Il réfléchit bien à la question puis répondit : « Je me sens presque comme à l’époque où j’avais cinquante ans. »
« Quel âge aviez-vous, tout à l’heure, avant de prendre le Forti-Wonka ? » demandais-je.
« J’ai eu soixante-dix ans à mon dernier anniversaire », répliqua-t-il.
« Donc, vous avez rajeuni de vingt ans », dis-je.
« Oui ! Oui ! s’écria-t-il, ravi. Je me sens sautillant comme une sauterelle. »
« Pas vraiment, lui dis-je. Cinquante ans, c’est encore assez vieux. Voyons si je peux faire encore quelque chose pour vous. Restez là où vous êtes. Je reviens en un clin d’œil. »
Je courus à mon atelier et me mis à fabriquer une autre pilule, en utilisant exactement le même mélange que précédemment.
« Avalez ça », dis-je en lui passant la deuxième pilule à travers l’écoutille.
Cette fois-ci, il n’y avait plus à hésiter. Il la jeta prestement dans son gosier et l’avala avec un verre d’eau. Et en effet, en une demi-minute, son corps et sa figure étaient débarrassés de vingt années supplémentaires. C’était maintenant un mince et sémillant jeune Oompa-Loompa de trente ans. Il poussa un cri de joie et se mit à gambader dans la pièce, bondissant et retombant sur ses orteils.
« Êtes-vous heureux ? lui demandais-je.
— Je suis fou de bonheur ! s’écria-t-il en sautillant. Je suis heureux comme un cheval dans la prairie ! »
Il sortit en courant de la Salle des Vérifications pour se montrer à sa famille et à ses amis.
Ainsi fut inventé le Forti-Wonka ! Et il ne comporte aucun danger.
— Alors, pourquoi ne l’utilisez-vous pas vous-même ? demanda grand-maman Georgina. Vous avez dit à Charlie que vous deveniez trop vieux pour tenir l’usine. Pourquoi ne prenez-vous pas deux pilules pour rajeunir de quarante ans ? Dites-moi ça ?
— Tout le monde peut poser des questions, fit Mr. Wonka, mais seules les réponses sont importantes. Maintenant, si vous, les trois grabataires, vous voulez essayer une dose…
— Une minute ! dit grand-maman Joséphine en se redressant. D’abord, j’aimerais voir cet Oompa-Loompa âgé de soixante-dix ans et qui en a maintenant trente ! »

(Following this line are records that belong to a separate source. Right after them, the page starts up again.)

//! Wire-line tokenizer.
//!
//! https://www.rfc-editor.org/rfc/rfc2812
//! 2.3.1 Message format in Augmented BNF
//!
//!    The protocol messages must be extracted from the contiguous stream of
//!    octets.  The current solution is to designate two characters, CR and
//!    LF, as message separators.  Empty messages are silently ignored,
//!    which permits use of the sequence CR-LF between messages without
//!    extra problems.
//!
//!     message    =  [ ":" prefix SPACE ] command [ params ] crlf
//!     prefix     =  servername / ( nickname [ [ "!" user ] "@" host ] )
//!     command    =  1*letter / 3digit
//!     params     =  *14( SPACE middle ) [ SPACE ":" trailing ]
//!                =/ 14( SPACE middle ) [ SPACE [ ":" ] trailing ]
//!
//! Client-originated lines never carry a `:prefix`, so this tokenizer only
//! handles `command [params]`: split on single spaces up to the first
//! ` :`, after which everything (spaces included) is one trailing
//! parameter. The command token is upper-cased for dispatch.

/// One parsed client line: an upper-cased command and its parameter list,
/// with the (possibly space-containing) trailing parameter as the last
/// element if one was present.
#[derive(Debug, Clone, PartialEq, Eq)]
pub struct Message {
    pub command: String,
    pub params: Vec<String>,
}

impl Message {
    /// Parses one line (without its `\r\n` terminator). Returns `None` for
    /// an empty or whitespace-only line, which callers must silently
    /// ignore per the registration-gate rule.
    pub fn parse(line: &str) -> Option<Message> {
        let line = line.trim_end_matches(['\r', '\n']);
        if line.trim().is_empty() {
            return None;
        }

        let (head, trailing) = match line.find(" :") {
            Some(idx) => (&line[..idx], Some(&line[idx + 2..])),
            None => (line, None),
        };

        let mut tokens: Vec<&str> = head.split(' ').filter(|t| !t.is_empty()).collect();
        if tokens.is_empty() {
            // The whole line was just the trailing parameter, e.g. ":hi" with
            // no command — treat as empty, there is nothing to dispatch on.
            return None;
        }
        let command = tokens.remove(0).to_ascii_uppercase();
        let mut params: Vec<String> = tokens.into_iter().map(str::to_owned).collect();
        if let Some(trailing) = trailing {
            params.push(trailing.to_owned());
        }

        Some(Message { command, params })
    }

    pub fn arg(&self, index: usize) -> Option<&str> {
        self.params.get(index).map(String::as_str)
    }
}

#[cfg(test)]
mod tests {
    use super::*;

    #[test]
    fn parses_command_with_no_params() {
        let m = Message::parse("QUIT").unwrap();
        assert_eq!(m.command, "QUIT");
        assert!(m.params.is_empty());
    }

    #[test]
    fn parses_middle_params_and_trailing() {
        let m = Message::parse("USER guest 0 * :Ronnie Reagan").unwrap();
        assert_eq!(m.command, "USER");
        assert_eq!(
            m.params,
            vec!["guest", "0", "*", "Ronnie Reagan"]
                .into_iter()
                .map(String::from)
                .collect::<Vec<_>>()
        );
    }

    #[test]
    fn uppercases_command_only() {
        let m = Message::parse("nick Alice").unwrap();
        assert_eq!(m.command, "NICK");
        assert_eq!(m.params, vec!["Alice".to_string()]);
    }

    #[test]
    fn empty_line_is_ignored() {
        assert!(Message::parse("").is_none());
        assert!(Message::parse("   ").is_none());
        assert!(Message::parse("\r\n").is_none());
    }

    #[test]
    fn trailing_param_may_contain_colons_and_spaces() {
        let m = Message::parse("PRIVMSG #chan :hello : world").unwrap();
        assert_eq!(m.command, "PRIVMSG");
        assert_eq!(m.arg(0), Some("#chan"));
        assert_eq!(m.arg(1), Some("hello : world"));
    }
}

Mr. Wonka claqua des doigts. Un minuscule Oompa-Loompa à l’air jeune et éveillé se détacha de la foule, accourut et exécuta une merveilleuse petite danse devant les trois vieux.
« Il y a deux semaines, il avait soixante-dix ans et il était dans un fauteuil roulant, fit Mr. Wonka avec orgueil. Regardez-le !
— Les tambours, Charlie ! dit grand-papa Joe. Écoute ! Ils recommencent ! »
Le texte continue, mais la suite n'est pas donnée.